▶ [Work task]:
Read through the records. Copy each line that has the word "second".

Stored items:
# # # # #
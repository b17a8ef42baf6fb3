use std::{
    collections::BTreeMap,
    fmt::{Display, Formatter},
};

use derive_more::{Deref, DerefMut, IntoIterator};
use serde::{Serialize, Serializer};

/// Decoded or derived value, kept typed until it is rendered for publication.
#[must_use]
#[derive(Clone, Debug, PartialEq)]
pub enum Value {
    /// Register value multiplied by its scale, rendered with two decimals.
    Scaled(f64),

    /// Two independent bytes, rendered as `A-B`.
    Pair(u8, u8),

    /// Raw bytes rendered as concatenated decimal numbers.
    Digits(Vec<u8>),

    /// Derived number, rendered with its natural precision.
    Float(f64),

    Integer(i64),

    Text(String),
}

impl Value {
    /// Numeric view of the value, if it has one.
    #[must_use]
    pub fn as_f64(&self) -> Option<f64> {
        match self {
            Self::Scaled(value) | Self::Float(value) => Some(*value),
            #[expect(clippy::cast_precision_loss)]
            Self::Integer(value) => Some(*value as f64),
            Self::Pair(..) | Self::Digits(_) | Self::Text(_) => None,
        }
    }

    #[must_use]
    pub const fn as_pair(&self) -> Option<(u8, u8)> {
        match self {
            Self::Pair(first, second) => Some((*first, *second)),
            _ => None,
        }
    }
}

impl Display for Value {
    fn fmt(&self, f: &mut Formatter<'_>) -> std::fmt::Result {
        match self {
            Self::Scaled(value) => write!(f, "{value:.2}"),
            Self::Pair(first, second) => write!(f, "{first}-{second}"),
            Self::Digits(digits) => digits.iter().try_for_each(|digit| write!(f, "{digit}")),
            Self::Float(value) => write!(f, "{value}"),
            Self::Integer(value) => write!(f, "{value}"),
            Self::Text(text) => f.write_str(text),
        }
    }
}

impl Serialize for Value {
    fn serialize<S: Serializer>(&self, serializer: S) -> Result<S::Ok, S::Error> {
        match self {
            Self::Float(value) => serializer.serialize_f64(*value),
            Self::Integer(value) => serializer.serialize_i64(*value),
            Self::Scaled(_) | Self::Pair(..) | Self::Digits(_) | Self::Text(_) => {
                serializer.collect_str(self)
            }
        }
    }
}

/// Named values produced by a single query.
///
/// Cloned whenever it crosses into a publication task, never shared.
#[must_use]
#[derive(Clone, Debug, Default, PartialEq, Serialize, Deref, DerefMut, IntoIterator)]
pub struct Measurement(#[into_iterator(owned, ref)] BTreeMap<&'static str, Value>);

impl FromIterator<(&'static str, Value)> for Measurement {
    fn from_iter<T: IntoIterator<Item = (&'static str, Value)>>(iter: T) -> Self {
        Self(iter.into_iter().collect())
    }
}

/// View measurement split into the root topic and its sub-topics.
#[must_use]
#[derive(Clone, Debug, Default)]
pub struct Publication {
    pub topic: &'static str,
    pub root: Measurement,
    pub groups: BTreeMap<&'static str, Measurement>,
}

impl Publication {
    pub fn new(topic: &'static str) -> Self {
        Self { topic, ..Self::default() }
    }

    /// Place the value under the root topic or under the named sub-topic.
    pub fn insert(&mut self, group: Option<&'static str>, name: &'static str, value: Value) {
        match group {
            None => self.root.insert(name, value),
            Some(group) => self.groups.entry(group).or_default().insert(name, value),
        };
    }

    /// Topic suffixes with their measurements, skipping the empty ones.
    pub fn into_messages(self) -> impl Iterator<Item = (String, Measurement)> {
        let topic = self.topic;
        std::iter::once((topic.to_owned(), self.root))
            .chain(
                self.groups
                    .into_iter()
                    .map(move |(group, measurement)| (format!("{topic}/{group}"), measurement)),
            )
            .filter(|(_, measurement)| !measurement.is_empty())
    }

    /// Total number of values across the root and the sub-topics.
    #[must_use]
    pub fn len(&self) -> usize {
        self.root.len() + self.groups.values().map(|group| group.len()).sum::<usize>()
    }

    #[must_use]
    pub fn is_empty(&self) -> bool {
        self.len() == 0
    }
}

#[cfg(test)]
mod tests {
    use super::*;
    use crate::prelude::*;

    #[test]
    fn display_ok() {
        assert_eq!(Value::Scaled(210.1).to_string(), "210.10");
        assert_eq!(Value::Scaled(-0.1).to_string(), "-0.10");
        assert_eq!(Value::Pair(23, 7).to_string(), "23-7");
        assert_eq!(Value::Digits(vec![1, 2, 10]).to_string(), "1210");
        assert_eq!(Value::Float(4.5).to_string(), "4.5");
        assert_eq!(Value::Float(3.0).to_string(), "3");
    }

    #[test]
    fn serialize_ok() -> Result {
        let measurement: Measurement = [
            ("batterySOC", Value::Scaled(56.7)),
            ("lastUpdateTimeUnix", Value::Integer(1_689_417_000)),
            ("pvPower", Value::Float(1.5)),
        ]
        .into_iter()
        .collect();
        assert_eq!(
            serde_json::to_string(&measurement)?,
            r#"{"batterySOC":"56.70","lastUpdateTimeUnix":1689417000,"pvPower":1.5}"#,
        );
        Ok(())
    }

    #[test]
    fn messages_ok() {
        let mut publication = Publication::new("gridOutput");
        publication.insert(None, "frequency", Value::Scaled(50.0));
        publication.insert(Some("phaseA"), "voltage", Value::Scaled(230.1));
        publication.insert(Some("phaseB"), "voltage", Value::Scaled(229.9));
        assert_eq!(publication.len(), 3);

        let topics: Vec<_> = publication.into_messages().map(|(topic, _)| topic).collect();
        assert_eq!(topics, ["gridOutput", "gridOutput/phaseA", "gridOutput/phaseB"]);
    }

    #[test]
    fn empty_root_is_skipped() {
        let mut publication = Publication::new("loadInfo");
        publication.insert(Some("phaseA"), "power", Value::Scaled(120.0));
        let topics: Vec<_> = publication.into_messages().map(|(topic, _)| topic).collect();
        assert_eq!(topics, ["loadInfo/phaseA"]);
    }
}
# # # # #
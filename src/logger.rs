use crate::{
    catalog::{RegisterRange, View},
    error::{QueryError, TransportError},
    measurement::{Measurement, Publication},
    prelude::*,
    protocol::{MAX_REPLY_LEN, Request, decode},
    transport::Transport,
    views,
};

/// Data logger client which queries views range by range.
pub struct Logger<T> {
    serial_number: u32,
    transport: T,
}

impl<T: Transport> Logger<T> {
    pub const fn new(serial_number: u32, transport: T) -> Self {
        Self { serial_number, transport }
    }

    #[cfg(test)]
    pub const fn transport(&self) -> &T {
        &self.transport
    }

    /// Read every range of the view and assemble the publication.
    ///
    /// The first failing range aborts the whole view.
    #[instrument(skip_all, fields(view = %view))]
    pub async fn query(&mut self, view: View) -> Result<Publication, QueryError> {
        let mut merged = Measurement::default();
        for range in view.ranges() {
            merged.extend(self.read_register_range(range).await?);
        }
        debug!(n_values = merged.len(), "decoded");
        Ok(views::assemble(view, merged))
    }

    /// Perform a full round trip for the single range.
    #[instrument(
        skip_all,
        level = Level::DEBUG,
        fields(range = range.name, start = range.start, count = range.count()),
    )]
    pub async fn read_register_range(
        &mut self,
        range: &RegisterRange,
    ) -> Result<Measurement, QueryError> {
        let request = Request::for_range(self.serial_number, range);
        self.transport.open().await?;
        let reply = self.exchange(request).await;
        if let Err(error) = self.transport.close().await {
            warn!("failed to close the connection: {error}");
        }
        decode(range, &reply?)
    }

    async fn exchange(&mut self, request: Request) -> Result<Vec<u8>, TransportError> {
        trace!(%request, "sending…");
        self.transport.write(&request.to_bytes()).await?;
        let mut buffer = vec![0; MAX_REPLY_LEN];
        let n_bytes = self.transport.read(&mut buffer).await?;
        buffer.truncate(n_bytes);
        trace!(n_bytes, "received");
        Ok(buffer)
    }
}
# # # # #
▶ [Answer box]:
            Self::Pair(first, second) => Some((*first, *second)),
            Self::Pair(first, second) => write!(f, "{first}-{second}"),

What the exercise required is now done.